Kütüb-i Sitte Hadis-i Şerif ( 4661-4670 )

4661 - Hz. Enes radiyallahu anh anlatiyor: "Resulullah aleyhissalatu vesselam buyurdular ki:
"Allah bir kuluna hayir murad ettimi onun cezasini tacil edip dunyada verir; bir kulu hakkinda da kotuluk murad ettimi onun gunahlarini tutar, Kiyamet gunu cezasini verir."
Tirmizi, Zuhd 57, (2398).

4662 - Hz. Enes radiyallahu anh anlatiyor: "Resulullah aleyhissalatu vesselam buyurdular ki:
"Mukafaatin buyuklugu belanin buyuklugu ile (orantilidir). Allah bir cemaati sevdi mi onlari musebete muptela eder. Kim bundan razi olursa Allah da ondan razi olur, kim de razi olmazsa Allah da ondan razi olmaz."
Tirmizi, Zuhd 57, (2398).

4663 - Hz.

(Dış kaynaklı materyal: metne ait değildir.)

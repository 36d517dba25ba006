extern crate ir_core;

use self::ir_core::{Evaluator, Run};

use crate::evaluators::parameters::BinaryParameters;
use crate::evaluators::utils::*;

#[derive(Clone, Debug)]
/// Mean of the precision at each relevant document retrieved in the first k results,
/// over all relevant documents
pub struct AveragePrecision {
    /// Minimum relevance level of a relevant document
    pub min_score: f64,
    /// Cutoff.  Without one, the whole run is used
    pub cutoff: Option<usize>,
}

impl AveragePrecision {
    /// Returns a new Average Precision evaluator
    pub fn new(min_score: f64, cutoff: Option<usize>) -> Self {
        AveragePrecision { min_score, cutoff }
    }
}

impl From<&BinaryParameters> for AveragePrecision {
    fn from(parameters: &BinaryParameters) -> Self {
        AveragePrecision::new(parameters.min_score, parameters.k)
    }
}

impl Evaluator for AveragePrecision {
    fn short_name(&self) -> String {
        short_name_at("AP", self.cutoff)
    }

    fn full_name(&self) -> String {
        full_name_at("Average Precision", self.cutoff)
    }

    /// Divides by the number of relevant documents, retrieved or not
    fn evaluate(&self, ground_truth: &Run, system_run: &Run) -> f64 {
        let relevant = relevant_documents(ground_truth, self.min_score);
        if relevant.is_empty() {
            return 0.0;
        }

        let (_, total) = system_run
            .top(self.cutoff)
            .iter()
            .enumerate()
            .filter(|(_, r)| relevant.contains(&r.document))
            .fold((0usize, 0f64), |(hits, total), (i, _)| {
                (hits + 1, total + (hits + 1) as f64 / (i + 1) as f64)
            });

        total / relevant.len() as f64
    }
}

#[cfg(test)]
mod tests {
    use super::*;
    use crate::evaluators::test_utils::*;

    #[test]
    fn test_average_precision() {
        let task = fixture();
        let all = scores(&task, &AveragePrecision::new(1.0, None));
        assert_close(all["301"], 0.375);
        assert_close(all["302"], 0.916667);
        assert_close(all["303"], 0.0);
    }

    #[test]
    fn test_average_precision_at_k() {
        let task = fixture();
        let expected_301 = [0.0, 0.125, 0.125, 0.25, 0.25, 0.375];
        let expected_302 = [1.0 / 3.0, 2.0 / 3.0, 2.0 / 3.0, 0.916667];
        for (i, expected) in expected_301.iter().enumerate() {
            let ap = scores(&task, &AveragePrecision::new(1.0, Some(i + 1)));
            assert_close(ap["301"], *expected);
        }
        for (i, expected) in expected_302.iter().enumerate() {
            let ap = scores(&task, &AveragePrecision::new(1.0, Some(i + 1)));
            assert_close(ap["302"], *expected);
        }
    }

    #[test]
    fn test_average_precision_min_score() {
        let task = fixture();
        let all = scores(&task, &AveragePrecision::new(2.0, None));
        assert_close(all["301"], 0.291667);
        assert_close(all["302"], 1.0);
    }
}
extern crate thiserror;

use self::thiserror::Error as ThisError;

use crate::model::{Query, System};

/// Errors raised when the task is asked about something it does not hold
#[derive(ThisError, Debug, Clone, PartialEq)]
pub enum Error {
    /// No ground truth was registered for the query
    #[error("no ground truth for query {0}")]
    MissingGroundTruth(Query),

    /// The system has no run for the query
    #[error("system {system} has no run for query {query}")]
    MissingRun {
        /// System that was asked for
        system: System,
        /// Query that was asked for
        query: Query,
    },

    /// The system has no registered runs
    #[error("unknown system {0}")]
    UnknownSystem(System),

    /// The query has no registered system runs
    #[error("unknown query {0}")]
    UnknownQuery(Query),
}

/// Result type for task lookups
pub type Result<T> = std::result::Result<T, Error>;
#![deny(
    warnings,
    clippy::all,
    clippy::pedantic,
    clippy::nursery,
    clippy::cargo
)]
#![allow(clippy::multiple_crate_versions, clippy::cargo_common_metadata)]

use anyhow::Result;
use clap::Parser;
use std::io::{self, Write};
use workout_stats::{cli, packages, runner, utils};

#[macro_use]
extern crate workout_stats;

fn main() -> Result<()> {
    let cli = cli::Cli::parse();
    utils::init_logging(cli.verbose, cli.quiet);

    let format = cli.output_format();
    let packages = if let Some(path) = cli.input.as_deref() {
        dlog!("mode=file input={}", path.display());
        packages::load_packages(path)?
    } else if cli.packages.is_empty() {
        dlog!("mode=samples");
        packages::sample_packages()
    } else {
        dlog!("mode=args packages={}", cli.packages.len());
        cli.packages
    };

    if packages.is_empty() {
        anyhow::bail!("No workout packages to process.");
    }

    let stdout = io::stdout();
    let mut out = stdout.lock();
    let report = runner::run(&packages, &mut out, format)?;
    out.flush()?;

    if report.printed == 0 {
        anyhow::bail!(
            "None of the {} packages had a known activity code (RUN, WLK, SWM).",
            report.skipped
        );
    }

    Ok(())
}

Cabir radiyallahu anh anlatiyor: "Resulullah aleyhissalatu vesselam buyurdular ki:
"Kiyamet gunu, afiyet ehli kimseler, bela ehline sevaplari verilince, dunyada iken derilerinin makaslarla kazinmis olmasini temenni edecekler."
Tirmizi, Zuhd 59, (2404).

4664 - Ebu Hureyre radiyallahu anh anlatiyor: "Resulullah aleyhissalatu vesselam buyurdular ki:
"Mu'min erkek ve kadinin nefsinde, cocugunda, malinda bela eksik olmaz. Ta ki hatasiz olarak Allah'a kavussun."
Muvatta, Cenaiz 40, (1, 236); Tirmizi, Zuhd 57, (2401).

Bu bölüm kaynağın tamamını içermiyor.